As “Subject Two” opens, medical student Adam Schmidt (Christian Oliver) is failing his ethics class, and is growing increasingly frustrated by what he views as too much regulation on the kind of science he’d like to pursue. It’s therefore quite a stroke of good fortune when he is contacted by a mysterious person who promises him the opportunity to further his education. After hitching a ride and enduring a four-hour snowshoe journey up a mountain, Adam meets Dr. Franklin Vick (Dean Stapleton).

Dr. Vick tells Adam of his experiments in resurrecting the dead, and his young would-be protégé has no sooner agreed to help the project than Vick garrotes the young man, who has just become Vick’s Subject #2.

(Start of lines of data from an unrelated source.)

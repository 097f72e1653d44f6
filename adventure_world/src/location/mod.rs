//! Location definitions - the nodes of the navigable map.

mod direction;

pub use direction::*;

use serde::{Deserialize, Serialize};
use std::collections::BTreeMap;

/// Index of a location within the world's ordered sequence.
///
/// Index 0 is the starting location; the last index is the final location.
#[derive(Debug, Clone, Copy, PartialEq, Eq, PartialOrd, Ord, Hash, Default, Serialize, Deserialize)]
#[serde(transparent)]
pub struct LocationId(pub usize);

impl LocationId {
    /// The location every game starts in.
    pub const START: LocationId = LocationId(0);

    pub fn index(&self) -> usize {
        self.0
    }
}

impl std::fmt::Display for LocationId {
    fn fmt(&self, f: &mut std::fmt::Formatter<'_>) -> std::fmt::Result {
        write!(f, "{}", self.0)
    }
}

/// Exits of a location, keyed by direction and listed in compass order.
pub type Exits = BTreeMap<Direction, LocationId>;

/// A barter rule: the trader accepts `wants` and hands over `offers`.
#[derive(Debug, Clone, PartialEq, Eq, Serialize, Deserialize)]
pub struct Trader {
    pub wants: String,
    pub offers: String,
}

/// A location in the game world.
#[derive(Debug, Clone, PartialEq, Eq, Serialize, Deserialize)]
pub struct Location {
    pub name: String,
    #[serde(rename = "desc", alias = "description")]
    pub description: String,
    #[serde(default)]
    pub exits: Exits,
    /// Items lying here, in the order they arrived.
    #[serde(default)]
    pub items: Vec<String>,
    #[serde(default)]
    pub locked: bool,
    #[serde(default, skip_serializing_if = "Option::is_none")]
    pub key: Option<String>,
    #[serde(default, skip_serializing_if = "Option::is_none")]
    pub trader: Option<Trader>,
}

impl Location {
    /// Create an unlocked location with no exits, items or trader.
    pub fn new(name: impl Into<String>, description: impl Into<String>) -> Self {
        Self {
            name: name.into(),
            description: description.into(),
            exits: Exits::new(),
            items: Vec::new(),
            locked: false,
            key: None,
            trader: None,
        }
    }

    pub fn with_exit(mut self, direction: Direction, target: LocationId) -> Self {
        self.exits.insert(direction, target);
        self
    }

    pub fn with_item(mut self, item: impl Into<String>) -> Self {
        self.items.push(item.into());
        self
    }

    /// Lock the location behind `key`.
    pub fn locked_with(mut self, key: impl Into<String>) -> Self {
        self.locked = true;
        self.key = Some(key.into());
        self
    }

    pub fn with_trader(mut self, wants: impl Into<String>, offers: impl Into<String>) -> Self {
        self.trader = Some(Trader {
            wants: wants.into(),
            offers: offers.into(),
        });
        self
    }

    /// Get the location reached by going `direction`, if there is an exit.
    pub fn exit(&self, direction: Direction) -> Option<LocationId> {
        self.exits.get(&direction).copied()
    }

    /// The item needed to enter, if any.
    ///
    /// A location marked `locked` without a `key` can be entered freely.
    pub fn required_key(&self) -> Option<&str> {
        if self.locked {
            self.key.as_deref()
        } else {
            None
        }
    }

    pub fn has_item(&self, name: &str) -> bool {
        self.items.iter().any(|item| item == name)
    }
}

#[cfg(test)]
mod tests {
    use super::*;

    #[test]
    fn test_required_key() {
        let open = Location::new("Beach", "Sand everywhere.");
        assert!(open.required_key().is_none());

        let vault = Location::new("Vault", "A heavy door.").locked_with("golden key");
        assert_eq!(vault.required_key(), Some("golden key"));

        let mut keyless = Location::new("Shed", "Rotten planks.");
        keyless.locked = true;
        assert!(keyless.required_key().is_none());
    }

    #[test]
    fn test_exit_lookup() {
        let dock = Location::new("Dock", "Boats bob in the water.")
            .with_exit(Direction::North, LocationId(1))
            .with_exit(Direction::East, LocationId(2));

        assert_eq!(dock.exit(Direction::North), Some(LocationId(1)));
        assert_eq!(dock.exit(Direction::West), None);

        let listed: Vec<_> = dock.exits.keys().copied().collect();
        assert_eq!(listed, vec![Direction::North, Direction::East]);
    }

    #[test]
    fn test_deserialize_record() {
        let json = r#"{
            "name": "Syrup Village",
            "desc": "A quiet village.",
            "exits": {"south": 0, "northeast": 3},
            "items": ["slingshot"],
            "trader": {"wants": "meat", "offers": "log pose"}
        }"#;
        let location: Location = serde_json::from_str(json).unwrap();

        assert_eq!(location.description, "A quiet village.");
        assert_eq!(location.exit(Direction::Northeast), Some(LocationId(3)));
        assert!(!location.locked);
        assert_eq!(location.trader.unwrap().offers, "log pose");
    }

    #[test]
    fn test_unknown_direction_rejected() {
        let json = r#"{"name": "Pit", "desc": "Dark.", "exits": {"down": 1}}"#;
        let err = serde_json::from_str::<Location>(json).unwrap_err();
        assert!(err.to_string().contains("unknown direction 'down'"));
    }
}
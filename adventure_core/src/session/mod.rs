//! The game state machine.
//!
//! A session is always in one of four modes:
//!
//! 1. **Awaiting a command**: the next line is interpreted as a command
//! 2. **Awaiting a clarification**: the last command was ambiguous and the
//!    next line must name one of the offered candidates
//! 3. **Won** / **Quit**: terminal; further input is ignored
//!
//! An unmatched clarification reply abandons the original command. It is
//! never retried.

mod actions;

use adventure_world::World;
use log::debug;

use crate::command::{self, Input};
use crate::config::GameConfig;
use crate::error::CommandError;
use crate::events::GameEvent;
use crate::logutil::escape_log;
use crate::player::PlayerState;

/// What the session expects or has concluded after a response.
#[derive(Debug, Clone, Copy, PartialEq, Eq)]
pub enum Status {
    Continue,
    AwaitingClarification,
    Won,
    Quit,
}

impl Status {
    /// Whether the game is over.
    pub fn is_finished(&self) -> bool {
        matches!(self, Status::Won | Status::Quit)
    }
}

/// Candidates offered to the player after an ambiguous input.
#[derive(Debug, Clone, PartialEq, Eq)]
pub enum Clarification {
    /// Full command names an abbreviation could stand for.
    Command(&'static [&'static str]),
    /// Item names at the current location matching a `get` prefix.
    Item(Vec<String>),
}

#[derive(Debug, Clone, PartialEq, Eq)]
enum Mode {
    AwaitingCommand,
    AwaitingClarification(Clarification),
    Won,
    Quit,
}

/// Everything the session has to say about one line of input.
#[derive(Debug, Clone, PartialEq, Eq)]
pub struct Response {
    /// Text for the player, one entry per output line.
    pub lines: Vec<String>,
    pub events: Vec<GameEvent>,
    pub status: Status,
}

impl Response {
    /// All lines joined with newlines.
    pub fn text(&self) -> String {
        self.lines.join("\n")
    }
}

/// Output collected while handling one line.
#[derive(Debug, Default)]
struct Turn {
    lines: Vec<String>,
    events: Vec<GameEvent>,
}

impl Turn {
    fn say(&mut self, line: impl Into<String>) {
        self.lines.push(line.into());
    }

    fn emit(&mut self, event: GameEvent) {
        self.events.push(event);
    }

    fn reject(&mut self, error: CommandError) {
        debug!("Command rejected: {:?}", error);
        self.say(error.to_string());
    }

    fn into_response(self, status: Status) -> Response {
        Response {
            lines: self.lines,
            events: self.events,
            status,
        }
    }
}

/// One interactive game: the world, the player, and what the next line means.
#[derive(Debug, Clone)]
pub struct Session {
    world: World,
    player: PlayerState,
    config: GameConfig,
    mode: Mode,
}

impl Session {
    /// Start a new game at the first location with an empty inventory.
    pub fn new(world: World, config: GameConfig) -> Self {
        Self {
            world,
            player: PlayerState::new(),
            config,
            mode: Mode::AwaitingCommand,
        }
    }

    pub fn world(&self) -> &World {
        &self.world
    }

    pub fn player(&self) -> &PlayerState {
        &self.player
    }

    pub fn config(&self) -> &GameConfig {
        &self.config
    }

    /// The pending clarification, if the session is waiting for one.
    pub fn clarification(&self) -> Option<&Clarification> {
        match &self.mode {
            Mode::AwaitingClarification(clarification) => Some(clarification),
            _ => None,
        }
    }

    pub fn status(&self) -> Status {
        match self.mode {
            Mode::AwaitingCommand => Status::Continue,
            Mode::AwaitingClarification(_) => Status::AwaitingClarification,
            Mode::Won => Status::Won,
            Mode::Quit => Status::Quit,
        }
    }

    /// The welcome banner followed by a look at the starting location.
    pub fn start(&mut self) -> Response {
        let mut turn = Turn::default();
        turn.say(self.config.banner.clone());
        if let Err(error) = self.look(&mut turn) {
            turn.reject(error);
        }
        turn.into_response(self.status())
    }

    /// Handle one line of player input.
    pub fn handle_line(&mut self, line: &str) -> Response {
        debug!("Input: {}", escape_log(line));
        let mut turn = Turn::default();

        match std::mem::replace(&mut self.mode, Mode::AwaitingCommand) {
            Mode::AwaitingCommand => self.process(line, &mut turn),
            Mode::AwaitingClarification(clarification) => {
                self.resolve(clarification, line, &mut turn)
            }
            finished @ (Mode::Won | Mode::Quit) => self.mode = finished,
        }

        turn.into_response(self.status())
    }

    /// Input ran out. Ends the game as if the player had quit, whatever the mode.
    pub fn end_of_input(&mut self) -> Response {
        let mut turn = Turn::default();
        if !self.status().is_finished() {
            debug!("End of input");
            self.quit(&mut turn);
        }
        turn.into_response(self.status())
    }

    fn process(&mut self, line: &str, turn: &mut Turn) {
        match command::interpret(line) {
            Ok(Input::Empty) => {}
            Ok(Input::Ambiguous(candidates)) => {
                turn.say(format!(
                    "Did you mean one of these commands? {}",
                    candidates.join(", ")
                ));
                self.mode = Mode::AwaitingClarification(Clarification::Command(candidates));
            }
            Ok(Input::Command(command)) => {
                debug!("Executing {:?}", command);
                if let Err(error) = self.execute(command, turn) {
                    turn.reject(error);
                }
            }
            Err(error) => turn.reject(error),
        }
    }

    fn resolve(&mut self, clarification: Clarification, line: &str, turn: &mut Turn) {
        let choice = line.trim().to_lowercase();

        match clarification {
            Clarification::Command(candidates) => {
                if candidates.iter().any(|candidate| *candidate == choice) {
                    // The reply replaces the original line; its arguments are gone.
                    self.process(&choice, turn);
                } else {
                    turn.reject(CommandError::AmbiguousChoice(choice));
                }
            }
            Clarification::Item(candidates) => {
                match candidates.iter().find(|name| name.to_lowercase() == choice) {
                    Some(name) => {
                        if let Err(error) = self.pick_up(name, turn) {
                            turn.reject(error);
                        }
                    }
                    None => turn.reject(CommandError::AmbiguousItemChoice(choice)),
                }
            }
        }
    }
}
//! Compass directions used as exit keys.

use serde::{Deserialize, Serialize};
use thiserror::Error;

/// One of the eight compass directions.
///
/// The declaration order is the order exits are listed in.
#[derive(Debug, Clone, Copy, PartialEq, Eq, PartialOrd, Ord, Hash, Serialize, Deserialize)]
#[serde(try_from = "String", into = "&'static str")]
pub enum Direction {
    North,
    South,
    East,
    West,
    Northeast,
    Northwest,
    Southeast,
    Southwest,
}

/// Returned when a string is not one of the eight direction names.
#[derive(Debug, Clone, PartialEq, Eq, Error)]
#[error("unknown direction '{0}'")]
pub struct UnknownDirection(pub String);

impl Direction {
    /// All directions in listing order.
    pub const ALL: [Direction; 8] = [
        Direction::North,
        Direction::South,
        Direction::East,
        Direction::West,
        Direction::Northeast,
        Direction::Northwest,
        Direction::Southeast,
        Direction::Southwest,
    ];

    /// The full lowercase name, as typed by the player and written in map files.
    pub fn as_str(&self) -> &'static str {
        match self {
            Direction::North => "north",
            Direction::South => "south",
            Direction::East => "east",
            Direction::West => "west",
            Direction::Northeast => "northeast",
            Direction::Northwest => "northwest",
            Direction::Southeast => "southeast",
            Direction::Southwest => "southwest",
        }
    }

    /// Look up a direction by its full name. Abbreviations are not accepted here.
    pub fn from_name(name: &str) -> Option<Self> {
        Self::ALL.into_iter().find(|d| d.as_str() == name)
    }
}

impl std::str::FromStr for Direction {
    type Err = UnknownDirection;

    fn from_str(s: &str) -> Result<Self, Self::Err> {
        Self::from_name(s).ok_or_else(|| UnknownDirection(s.to_string()))
    }
}

impl TryFrom<String> for Direction {
    type Error = UnknownDirection;

    fn try_from(value: String) -> Result<Self, Self::Error> {
        value.parse()
    }
}

impl From<Direction> for &'static str {
    fn from(direction: Direction) -> Self {
        direction.as_str()
    }
}

impl std::fmt::Display for Direction {
    fn fmt(&self, f: &mut std::fmt::Formatter<'_>) -> std::fmt::Result {
        f.write_str(self.as_str())
    }
}
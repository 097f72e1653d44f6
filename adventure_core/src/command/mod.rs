//! Command parsing - turns one line of player input into a [`Command`].
//!
//! Parsing is a pure step: it looks at the words only, never at the world.
//! Checks that depend on where the player is (exits, items, traders) happen
//! when the session executes the command.

mod abbreviation;

pub use abbreviation::expand as expand_abbreviation;

use adventure_world::Direction;

use crate::error::CommandError;

/// A fully resolved player command.
#[derive(Debug, Clone, PartialEq, Eq)]
pub enum Command {
    Move(Direction),
    Look,
    /// Pick up the item whose name starts with this text.
    Get(String),
    /// Drop the inventory item with exactly this name.
    Drop(String),
    Inventory,
    Items,
    /// Words after `trade`; the count is validated once a trader is present.
    Trade(Vec<String>),
    Help,
    Exits,
    Quit,
}

/// The result of interpreting a line.
#[derive(Debug, Clone, PartialEq, Eq)]
pub enum Input {
    /// Nothing but whitespace.
    Empty,
    Command(Command),
    /// The base word abbreviates several commands; the player must pick one.
    Ambiguous(&'static [&'static str]),
}

/// Trim and lowercase a line, then split it into words.
pub fn normalize(line: &str) -> Vec<String> {
    line.trim()
        .to_lowercase()
        .split_whitespace()
        .map(str::to_string)
        .collect()
}

/// Interpret one line of input.
///
/// Only the first word is looked up in the abbreviation table. A single
/// expansion is substituted in place and the remaining words are kept.
pub fn interpret(line: &str) -> Result<Input, CommandError> {
    let tokens = normalize(line);
    let Some((base, args)) = tokens.split_first() else {
        return Ok(Input::Empty);
    };

    let base = match expand_abbreviation(base) {
        Some([single]) => *single,
        Some(candidates) => return Ok(Input::Ambiguous(candidates)),
        None => base.as_str(),
    };

    Command::parse(base, args).map(Input::Command)
}

impl Command {
    /// Build a command from a full (unabbreviated) base word and its arguments.
    pub fn parse(base: &str, args: &[String]) -> Result<Self, CommandError> {
        if let Some(direction) = Direction::from_name(base) {
            return Ok(Command::Move(direction));
        }

        match base {
            "look" => Ok(Command::Look),
            "get" => Self::item_argument("get", args).map(Command::Get),
            "drop" => Self::item_argument("drop", args).map(Command::Drop),
            "inventory" => Ok(Command::Inventory),
            "items" => Ok(Command::Items),
            "trade" => Ok(Command::Trade(args.to_vec())),
            "help" => Ok(Command::Help),
            "exits" => Ok(Command::Exits),
            "quit" => Ok(Command::Quit),
            "go" => args
                .first()
                .and_then(|word| Direction::from_name(word))
                .map(Command::Move)
                .ok_or(CommandError::InvalidDirection),
            other => Err(CommandError::InvalidCommand(other.to_string())),
        }
    }

    fn item_argument(verb: &'static str, args: &[String]) -> Result<String, CommandError> {
        if args.is_empty() {
            Err(CommandError::MissingArgument { verb })
        } else {
            Ok(args.join(" "))
        }
    }
}

#[cfg(test)]
mod tests {
    use super::*;

    fn command(line: &str) -> Command {
        match interpret(line) {
            Ok(Input::Command(command)) => command,
            other => panic!("expected a command for {line:?}, got {other:?}"),
        }
    }

    #[test]
    fn test_normalize() {
        assert_eq!(normalize("  GET   Straw Hat \t"), vec!["get", "straw", "hat"]);
        assert!(normalize("   ").is_empty());
    }

    #[test]
    fn test_empty_line() {
        assert_eq!(interpret("").unwrap(), Input::Empty);
        assert_eq!(interpret(" \t ").unwrap(), Input::Empty);
    }

    #[test]
    fn test_directions_and_abbreviations() {
        assert_eq!(command("north"), Command::Move(Direction::North));
        assert_eq!(command("N"), Command::Move(Direction::North));
        assert_eq!(command("se"), Command::Move(Direction::Southeast));
        assert_eq!(command("go west"), Command::Move(Direction::West));
    }

    #[test]
    fn test_ambiguous_abbreviation() {
        assert_eq!(interpret("i").unwrap(), Input::Ambiguous(&["inventory", "items"]));
        assert_eq!(interpret("g sword").unwrap(), Input::Ambiguous(&["get", "go"]));
    }

    #[test]
    fn test_go_requires_full_direction() {
        assert!(matches!(interpret("go"), Err(CommandError::InvalidDirection)));
        assert!(matches!(interpret("go n"), Err(CommandError::InvalidDirection)));
        assert!(matches!(interpret("go up"), Err(CommandError::InvalidDirection)));
    }

    #[test]
    fn test_item_arguments() {
        assert_eq!(command("get sw"), Command::Get("sw".into()));
        assert_eq!(command("drop Straw  Hat"), Command::Drop("straw hat".into()));
        assert!(matches!(
            interpret("get"),
            Err(CommandError::MissingArgument { verb: "get" })
        ));
        assert!(matches!(
            interpret("drop"),
            Err(CommandError::MissingArgument { verb: "drop" })
        ));
    }

    #[test]
    fn test_trade_keeps_all_words() {
        assert_eq!(command("trade"), Command::Trade(vec![]));
        assert_eq!(
            command("trade gold coin"),
            Command::Trade(vec!["gold".into(), "coin".into()])
        );
    }

    #[test]
    fn test_invalid_command() {
        match interpret("dance wildly") {
            Err(CommandError::InvalidCommand(word)) => assert_eq!(word, "dance"),
            other => panic!("expected InvalidCommand, got {other:?}"),
        }
    }

    #[test]
    fn test_plain_commands() {
        assert_eq!(command("look"), Command::Look);
        assert_eq!(command("INVENTORY"), Command::Inventory);
        assert_eq!(command("items"), Command::Items);
        assert_eq!(command("help"), Command::Help);
        assert_eq!(command("exits"), Command::Exits);
        assert_eq!(command("quit"), Command::Quit);
    }
}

Adam is brought back, with the immediate benefit that his near-constant migraines have ceased. He’s also gained a sort of heightened perception, “feeling” things normally beyond the range of the senses. But there are drawbacks as well, as Adam begins falling victim to debilitating seizures. Dr. Vick attempts to deal with these problems, but it soon becomes obvious that something else is going on, as Adam becomes more and more detached.

Chidel’s use of the mountains and forests around Aspen recalls the arctic finale of Shelley’s original novel, with the wide open spaces contrasting with the claustrophobia of the pine forests. The resulting isolation lends an unnerving quality to the film, in which we are left to ponder what price we’d be willing to pay for immortality, and what would we refuse to sacrifice?